For gene knockdown analysis, small interfering RNA (siRNA) targeting the AKT1, AKT2, and AKT3 sequences and non-targeting siRNA were obtained from Qiagen (FlexiTube GeneSolution siRNA, Hilden, Germany). These siRNAs were introduced singly, or as a mixture of two or three siRNAs into U2OS cells using a reverse transfection protocol in 35 mm dishes. Bioluminescence was monitored in a LumiCycle 32 (Actimetrix, Wilmette, IL, USA) for 1 week.

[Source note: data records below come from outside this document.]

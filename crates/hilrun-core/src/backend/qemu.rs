//! QEMU emulator backend.

use std::io::BufReader;
use std::process::{Command, Stdio};

use super::process::{drain_to_log, spawn, ChildGuard};
use super::{Backend, Session};
use crate::config::{HarnessConfig, QemuOptions};
use crate::error::{HarnessError, HarnessResult, QEMU_HINT};

/// Runs the image under `qemu-system-arm` with semihosting on stdout.
#[derive(Debug, Clone, Default)]
pub struct QemuBackend
{
    options: QemuOptions,
}

impl QemuBackend
{
    #[must_use]
    pub fn new(options: QemuOptions) -> Self
    {
        Self { options }
    }

    #[must_use]
    pub fn command(&self, config: &HarnessConfig) -> Command
    {
        let mut cmd = Command::new(&config.tools().qemu);
        cmd.args(["-cpu", &self.options.cpu])
            .args(["-M", &self.options.machine])
            .args(["-nographic", "-monitor", "null", "-serial", "null", "-semihosting"])
            .arg("-kernel")
            .arg(config.image());
        cmd
    }
}

impl Backend for QemuBackend
{
    fn name(&self) -> &'static str
    {
        "qemu"
    }

    fn start(&self, config: &HarnessConfig) -> HarnessResult<Session>
    {
        let mut child = spawn(
            self.command(config)
                .stdin(Stdio::null())
                .stdout(Stdio::piped())
                .stderr(Stdio::piped()),
            &config.tools().qemu,
            QEMU_HINT,
        )?;

        let stdout = child
            .stdout
            .take()
            .ok_or_else(|| HarnessError::Io(std::io::Error::other("emulator stdout was not captured")))?;
        if let Some(stderr) = child.stderr.take() {
            drain_to_log("qemu-stderr", stderr)?;
        }

        Ok(Session::from_reader(BufReader::new(stdout)).with_producer(ChildGuard::new("qemu", child)))
    }
}

#[cfg(test)]
mod tests
{
    use std::path::PathBuf;

    use super::*;
    use crate::config::ToolPaths;

    #[test]
    fn emulator_arguments()
    {
        let config = HarnessConfig::builder("fw.elf").build().unwrap();
        let cmd = QemuBackend::default().command(&config);
        let args: Vec<_> = cmd.get_args().map(|a| a.to_string_lossy().into_owned()).collect();
        assert_eq!(
            args,
            [
                "-cpu",
                "cortex-m4",
                "-M",
                "netduinoplus2",
                "-nographic",
                "-monitor",
                "null",
                "-serial",
                "null",
                "-semihosting",
                "-kernel",
                "fw.elf"
            ]
        );
    }

    #[test]
    fn missing_emulator_is_tool_not_found()
    {
        let config = HarnessConfig::builder("fw.elf")
            .tools(ToolPaths {
                qemu: PathBuf::from("/nonexistent/hilrun-test/qemu-system-arm"),
                ..ToolPaths::default()
            })
            .build()
            .unwrap();
        let result = QemuBackend::default().start(&config);
        assert!(matches!(result, Err(HarnessError::ToolNotFound { hint: QEMU_HINT, .. })));
    }
}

The knockdown effect was verified using quantitative PCR. Reverse transcription was performed on total RNA (200 ng) using ReverTra Ace (Toyobo, Osaka, Japan) and oligo-dT primers. Samples contained SYBR Premix Ex Taq II (Takara, Kusatsu, Japan), 0.4 μM gene-specific primers (Table S2) and 2 µL synthesized cDNA in 20 µL. qPCR was performed on an Applied Biosystems QuantStudio 3 Real-Time PCR System (Foster City, CA, USA) as follows: 95 °C for 30 s, followed by 40 cycles of 95 °C for 5 s and 60 °C for 30 s. ΔCt was determined using GAPDH as a housekeeping gene, and relative expression was calculated using the ΔΔCt method by comparing gene‐specific siRNA samples to the negative siRNA control.

Statistical analysis

Statistical analysis was conducted using GraphPad Prism 9. Significance of differences was analyzed using one way analysis of variance (ANOVA) with Dunnett’s multiple comparisons test or Student's t-test. Values are expressed as mean ± SD.